In a report released this morning, the investment bank Morgan Stanley Plug Power is expected to receive approval for a $1.7 billion loan from the Department of Energy this weekend, StreetInsider.com just reported. As analysts explained, the Biden administration may approve the loan before President Trump takes office to "reduce the risk that the loan may be called in."

Assuming Morgan Stanley is correct, Plug Power's stock price will surge once the loan approval becomes official.

So you should buy Plug Power stock, right? Well, not so fast.

If the loan is approved, it will undoubtedly be great news. But Morgan Stanley still doesn't think the stock is a "buy," and in fact reiterated its "underweight" rating (i.e., a "sell") on Plug stock and stuck to its $1.75 per share price target.

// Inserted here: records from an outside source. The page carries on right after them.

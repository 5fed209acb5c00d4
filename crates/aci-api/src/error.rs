use thiserror::Error;

/// Top-level error type for the `aci-api` crate.
///
/// Every failure mode of the APIC REST surface lands in one of these
/// variants. [`Error::kind`] collapses them into the five classes the
/// convergence layer reasons about.
#[derive(Debug, Error)]
pub enum Error {
    // ── Authentication ──────────────────────────────────────────────
    /// Login was rejected, the login response carried no usable token,
    /// or a renewed session was rejected again.
    #[error("Authentication expired: {message}")]
    AuthExpired { message: String },

    // ── Remote semantics ────────────────────────────────────────────
    /// The addressed managed object does not exist (HTTP 404).
    #[error("Managed object not found: {path}")]
    NotFound { path: String },

    /// Fault reported inline in the `imdata` envelope. APIC does this
    /// even on HTTP 200, so the body is always inspected.
    #[error("APIC fault {code}: {text}")]
    ApiFault { code: String, text: String },

    // ── Transport ───────────────────────────────────────────────────
    /// HTTP transport error (connection refused, DNS failure, etc.)
    #[error("HTTP transport error: {0}")]
    Transport(#[from] reqwest::Error),

    /// Non-success status without a fault body.
    #[error("HTTP {status}: {body}")]
    Status { status: u16, body: String },

    /// Request timed out.
    #[error("Request timed out after {timeout_secs}s")]
    Timeout { timeout_secs: u64 },

    /// The caller cancelled the operation while a call was in flight.
    #[error("Request cancelled")]
    Cancelled,

    /// URL parsing error.
    #[error("Invalid URL: {0}")]
    InvalidUrl(#[from] url::ParseError),

    /// TLS setup or certificate error.
    #[error("TLS error: {0}")]
    Tls(String),

    // ── Data ────────────────────────────────────────────────────────
    /// Response body could not be decoded, with the raw body for debugging.
    #[error("Deserialization error: {message}")]
    Deserialization { message: String, body: String },

    /// Request payload could not be encoded.
    #[error("Failed to encode request body: {0}")]
    Encode(#[from] serde_json::Error),
}

/// Coarse classification of an [`Error`].
#[derive(Debug, Clone, Copy, PartialEq, Eq)]
pub enum ErrorKind {
    NotFound,
    AuthExpired,
    ApiFault,
    Transport,
    Serialization,
}

impl Error {
    pub fn kind(&self) -> ErrorKind {
        match self {
            Self::NotFound { .. } => ErrorKind::NotFound,
            Self::AuthExpired { .. } => ErrorKind::AuthExpired,
            Self::ApiFault { .. } => ErrorKind::ApiFault,
            Self::Transport(_)
            | Self::Status { .. }
            | Self::Timeout { .. }
            | Self::Cancelled
            | Self::InvalidUrl(_)
            | Self::Tls(_) => ErrorKind::Transport,
            Self::Deserialization { .. } | Self::Encode(_) => ErrorKind::Serialization,
        }
    }

    /// Returns `true` if the session could not be (re-)established.
    pub fn is_auth_expired(&self) -> bool {
        matches!(self, Self::AuthExpired { .. })
    }

    /// Returns `true` if this is a "not found" error.
    pub fn is_not_found(&self) -> bool {
        matches!(self, Self::NotFound { .. })
    }

    /// Returns `true` if this is a transient error worth retrying.
    pub fn is_transient(&self) -> bool {
        match self {
            Self::Transport(e) => e.is_timeout() || e.is_connect(),
            Self::Timeout { .. } => true,
            Self::Status { status, .. } => *status >= 500,
            _ => false,
        }
    }

    /// The APIC fault code, if this error carries one.
    pub fn fault_code(&self) -> Option<&str> {
        match self {
            Self::ApiFault { code, .. } => Some(code),
            _ => None,
        }
    }
}

#[cfg(test)]
mod tests {
    use super::*;

    #[test]
    fn classifies_every_variant() {
        assert_eq!(
            Error::NotFound { path: "/x".into() }.kind(),
            ErrorKind::NotFound
        );
        assert_eq!(Error::Cancelled.kind(), ErrorKind::Transport);
        assert_eq!(
            Error::Status {
                status: 500,
                body: String::new()
            }
            .kind(),
            ErrorKind::Transport
        );
        assert_eq!(
            Error::Deserialization {
                message: "eof".into(),
                body: String::new()
            }
            .kind(),
            ErrorKind::Serialization
        );
    }

    #[test]
    fn fault_code_only_for_faults() {
        let fault = Error::ApiFault {
            code: "103".into(),
            text: "already exists".into(),
        };
        assert_eq!(fault.fault_code(), Some("103"));
        assert!(Error::Cancelled.fault_code().is_none());
    }

    #[test]
    fn server_errors_are_transient() {
        let err = Error::Status {
            status: 503,
            body: "busy".into(),
        };
        assert!(err.is_transient());
        assert!(
            !Error::Status {
                status: 400,
                body: String::new()
            }
            .is_transient()
        );
    }
}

Why does MS do this? Because even $1.7 billion in government funding won't be enough to save Plug Power, according to bankers. Keep in mind that the company burned $1.8 billion in cash in 2023. It continues to burn cash through 2024 - about $892 million in the first three quarters, which translates into full-year 2024 free cash flow of about $1.2 billion.

Morgan Stanley believes that with less than $100 million in remaining cash and more than $900 million in debt it has accumulated, Plug Power must raise at least $500 million in cash this year by selling new shares.

With or without the loan, Plug Power stock is still worth selling.